President Obama ditched the enemy combatant label--but only for those on Guantánamo, and the definition stayed virtually the same except for one word. On the "state secrets" privilege, the Obama's position is not just similar, it's identical, and arguably worse. The state secrets privilege allows the government to exclude evidence in a civil case on grounds that it jeopardizes national security--and is headed straight for sinking the only viable challenge to secret surveillance.
One of the most viable challenges--one of the ONLY viable challenges--to the Bush Administration's warrantless wiretapping program is a lawsuit brought in federal court in Oregon by an Islamic charity, the Al-Haramain Islamic Foundation, which alleges that it was subject to secret surveillance. In this case, unlike in the other National Security Agency (NSA) cases, the plaintiffs can demonstrate that the government actually listened to their conversations. That's because the government inadvertently sent Al-Haramain an NSA log of intercepted calls.
Obama's campaign rhetoric was pro-transparency, criticizing the Bush administration because it
had ignored public disclosure rules
and invoked the state-secrets privilege too often.

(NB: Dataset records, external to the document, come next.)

//! Structural tests for architectural boundary enforcement.
//!
//! These tests scan source files to verify that the layer boundaries hold:
//! domain is pure, services only see ports, processes are only spawned by infra.

use std::path::{Path, PathBuf};

/// Collect all `.rs` files under a directory recursively.
fn collect_rs_files(dir: &Path) -> Vec<PathBuf> {
    let mut files = Vec::new();
    if let Ok(entries) = std::fs::read_dir(dir) {
        for entry in entries.flatten() {
            let path = entry.path();
            if path.is_dir() {
                files.extend(collect_rs_files(&path));
            } else if path.extension().and_then(|e| e.to_str()) == Some("rs") {
                files.push(path);
            }
        }
    }
    files
}

/// Read a file and strip comment lines to avoid false positives.
fn read_non_comment_lines(path: &Path) -> Vec<String> {
    let Ok(content) = std::fs::read_to_string(path) else {
        return Vec::new();
    };
    content
        .lines()
        .filter(|l| {
            let trimmed = l.trim();
            !trimmed.starts_with("//") && !trimmed.starts_with("/*") && !trimmed.starts_with('*')
        })
        .map(String::from)
        .collect()
}

fn src_dir() -> PathBuf {
    Path::new(env!("CARGO_MANIFEST_DIR")).join("src")
}

fn rel(file: &Path) -> String {
    file.strip_prefix(env!("CARGO_MANIFEST_DIR"))
        .unwrap_or(file)
        .display()
        .to_string()
        .replace('\\', "/")
}

/// Scan `dir` for any of `forbidden` and return `file:line` violations.
fn scan(dir: &Path, forbidden: &[&str]) -> Vec<String> {
    let mut violations = Vec::new();
    for file in collect_rs_files(dir) {
        for (i, line) in read_non_comment_lines(&file).iter().enumerate() {
            for pat in forbidden {
                if line.contains(pat) {
                    violations.push(format!("{}:{}: `{pat}`: {line}", rel(&file), i + 1));
                }
            }
        }
    }
    violations
}

#[test]
fn domain_has_no_io_or_outer_layer_imports() {
    let violations = scan(
        &src_dir().join("domain"),
        &[
            "crate::infra",
            "crate::application",
            "crate::commands",
            "crate::output",
            "tokio::",
            "std::fs",
            "std::process",
            "std::net",
        ],
    );
    assert!(
        violations.is_empty(),
        "domain/ must stay pure:\n{}",
        violations.join("\n")
    );
}

#[test]
fn application_does_not_import_infra_or_presentation() {
    let violations = scan(
        &src_dir().join("application"),
        &["crate::infra", "crate::commands", "crate::output", "crate::app"],
    );
    assert!(
        violations.is_empty(),
        "application/ may only depend on domain and ports:\n{}",
        violations.join("\n")
    );
}

#[test]
fn processes_are_only_spawned_in_infra() {
    let mut violations = Vec::new();
    for file in collect_rs_files(&src_dir()) {
        let path = rel(&file);
        if path.contains("/infra/") {
            continue;
        }
        for (i, line) in read_non_comment_lines(&file).iter().enumerate() {
            if line.contains("process::Command::new") || line.contains("Command::new(") {
                violations.push(format!("{path}:{}: {line}", i + 1));
            }
        }
    }
    assert!(
        violations.is_empty(),
        "Found process spawning outside infra/ — route through CommandRunner:\n{}",
        violations.join("\n")
    );
}

#[test]
fn no_tokio_command_runner_new_outside_infra() {
    let mut violations = Vec::new();
    for file in collect_rs_files(&src_dir()) {
        let path = rel(&file);
        if path.contains("/infra/") || path.ends_with("app.rs") {
            continue;
        }
        for (i, line) in read_non_comment_lines(&file).iter().enumerate() {
            if line.contains("TokioCommandRunner::") {
                violations.push(format!("{path}:{}: {line}", i + 1));
            }
        }
    }
    assert!(
        violations.is_empty(),
        "Found TokioCommandRunner construction outside infra/ and app.rs:\n{}",
        violations.join("\n")
    );
}

#[test]
fn no_inline_json_branching_in_commands() {
    let mut violations = Vec::new();
    for file in collect_rs_files(&src_dir().join("commands")) {
        for (i, line) in read_non_comment_lines(&file).iter().enumerate() {
            let trimmed = line.trim();
            if line.contains("json: bool")
                || trimmed.starts_with("if json")
                || trimmed.starts_with("if !json")
            {
                violations.push(format!("{}:{}: {line}", rel(&file), i + 1));
            }
        }
    }
    assert!(
        violations.is_empty(),
        "Found inline JSON branching in commands/ — use app.renderer() instead:\n{}",
        violations.join("\n")
    );
}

But now Obama has adopted the same expansive arguments that Bush used to cloak one of the most controversial programs of the Bush era: warrantless wiretapping.

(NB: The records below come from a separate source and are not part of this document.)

//! Output styles using owo-colors stylesheet pattern

use owo_colors::Style;

/// Centralized stylesheet for CLI output colors.
#[derive(Default, Clone)]
pub struct Styles {
    /// Success messages (green)
    pub success: Style,
    /// Warning messages (yellow)
    pub warning: Style,
    /// Error messages (red)
    pub error: Style,
    /// Info messages (blue)
    pub info: Style,
    /// In-progress step arrows (cyan)
    pub step: Style,
    /// Dimmed/secondary text
    pub dim: Style,
    /// Bold text
    pub bold: Style,
    /// Headers/section titles
    pub header: Style,
}

impl Styles {
    /// Apply colors to the stylesheet.
    pub fn colorize(&mut self) {
        self.success = Style::new().green();
        self.warning = Style::new().yellow();
        self.error = Style::new().red();
        self.info = Style::new().blue();
        self.step = Style::new().cyan();
        self.dim = Style::new().dimmed();
        self.bold = Style::new().bold();
        self.header = Style::new().bold().cyan();
    }
}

This is the second time Holder's Justice Department has followed in Bush's footsteps claiming the state-secrets privilege. And Obama goes even further! His Justice Department not only sought to dismiss the lawsuit by arguing that it implicated "state secrets," but proposed that government lawyers might take classified documents from the court's custody to keep the charity's representatives from reviewing them.
While there are legitimate reasons for invoking the state-secrets privilege (e.g., to keep from disclosing government sources and methods of intelligence gathering), this is not one of them. We already know what happened. Many here will note in Obama's defense that his administration made a number of pro-transparency moves in its early days: ordering Guantánamo shuttered, relaxing the Freedom of Information Act, etc.

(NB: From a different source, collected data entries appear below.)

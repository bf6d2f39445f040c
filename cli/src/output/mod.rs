//! Output formatting module
//!
//! Status lines go to stderr. Stdout belongs to the package managers'
//! inherited output and to rendered results (`plan`, `doctor`, `--json`).

pub mod human;
pub mod json;
pub mod progress;
pub mod reporter;
pub mod styles;

use std::path::Path;

use anyhow::Result;
use console::Term;
use owo_colors::OwoColorize as _;

use crate::domain::config::HostprepConfig;
use crate::domain::health::DoctorChecks;
use crate::domain::plan::Step;
use crate::domain::report::{ErrorPolicy, RunReport};

pub use human::HumanRenderer;
pub use json::JsonRenderer;
pub use reporter::TerminalReporter;
pub use styles::Styles;

/// Output context carrying styling and terminal state.
pub struct OutputContext {
    /// Stylesheet for colored output.
    pub styles: Styles,
    /// Whether stderr is a TTY.
    pub is_tty: bool,
    /// Whether to suppress non-error output.
    pub quiet: bool,
}

impl OutputContext {
    /// Create output context based on CLI flags and environment.
    #[must_use]
    pub fn new(no_color: bool, quiet: bool) -> Self {
        let is_tty = Term::stderr().is_term();
        let use_colors = !no_color && is_tty && std::env::var("NO_COLOR").is_err();

        let mut styles = Styles::default();
        if use_colors {
            styles.colorize();
        }

        Self {
            styles,
            is_tty,
            quiet,
        }
    }

    /// Check if progress indicators should be shown.
    #[must_use]
    pub fn show_progress(&self) -> bool {
        self.is_tty && !self.quiet
    }

    /// Print an in-progress message prefixed with `→`. Suppressed when `quiet`.
    pub fn step(&self, msg: &str) {
        if !self.quiet {
            eprintln!("  {} {msg}", "→".style(self.styles.step));
        }
    }

    /// Print a success message prefixed with `✓`. Suppressed when `quiet`.
    pub fn success(&self, msg: &str) {
        if !self.quiet {
            eprintln!("  {} {msg}", "✓".style(self.styles.success));
        }
    }

    /// Print a warning message prefixed with `!`. Suppressed when `quiet`.
    pub fn warn(&self, msg: &str) {
        if !self.quiet {
            eprintln!("  {} {msg}", "!".style(self.styles.warning));
        }
    }

    /// Print an error message prefixed with `✗` to stderr. Never suppressed.
    pub fn error(&self, msg: &str) {
        eprintln!("  {} {msg}", "✗".style(self.styles.error));
    }

    /// Print an info message prefixed with `ℹ`. Suppressed when `quiet`.
    pub fn info(&self, msg: &str) {
        if !self.quiet {
            eprintln!("  {} {msg}", "ℹ".style(self.styles.info));
        }
    }
}

/// Output renderer selected by the `--json` flag.
pub enum Renderer<'a> {
    Human(HumanRenderer<'a>),
    Json(JsonRenderer),
}

impl Renderer<'_> {
    /// # Errors
    ///
    /// Returns an error if JSON serialization fails.
    pub fn render_version(&self, version: &str) -> Result<()> {
        match self {
            Self::Human(r) => {
                r.render_version(version);
                Ok(())
            }
            Self::Json(r) => r.render_version(version),
        }
    }

    /// # Errors
    ///
    /// Returns an error if JSON serialization fails.
    pub fn render_plan(&self, steps: &[Step], policy: ErrorPolicy) -> Result<()> {
        match self {
            Self::Human(r) => {
                r.render_plan(steps, policy);
                Ok(())
            }
            Self::Json(r) => r.render_plan(steps, policy),
        }
    }

    /// # Errors
    ///
    /// Returns an error if JSON serialization fails.
    pub fn render_report(&self, report: &RunReport) -> Result<()> {
        match self {
            Self::Human(r) => {
                r.render_report(report);
                Ok(())
            }
            Self::Json(r) => r.render_report(report),
        }
    }

    /// # Errors
    ///
    /// Returns an error if JSON serialization fails.
    pub fn render_doctor(&self, checks: &DoctorChecks, issues: &[String]) -> Result<()> {
        match self {
            Self::Human(r) => {
                r.render_doctor(checks, issues);
                Ok(())
            }
            Self::Json(r) => r.render_doctor(checks, issues),
        }
    }

    /// # Errors
    ///
    /// Returns an error if JSON serialization fails.
    pub fn render_config(&self, config: &HostprepConfig, path: &Path) -> Result<()> {
        match self {
            Self::Human(r) => {
                r.render_config(config, path);
                Ok(())
            }
            Self::Json(r) => r.render_config(config, path),
        }
    }
}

But when Obama promises to use signing statements judiciously, and then two days later issues a controversial one; when Obama gets credit for ditching the "enemy combatant" label, but doesn't substantively change the definition or forego his right to apply it; when Obama has evidence of torture on a silver platter, tied up with a bow, with a cherry on top, but inexplicably refuses to prosecute, much less investigate, war crimes, I'm going to complain.
This opinions expressed herein do not necessarily reflect those of the Government Accountability Project.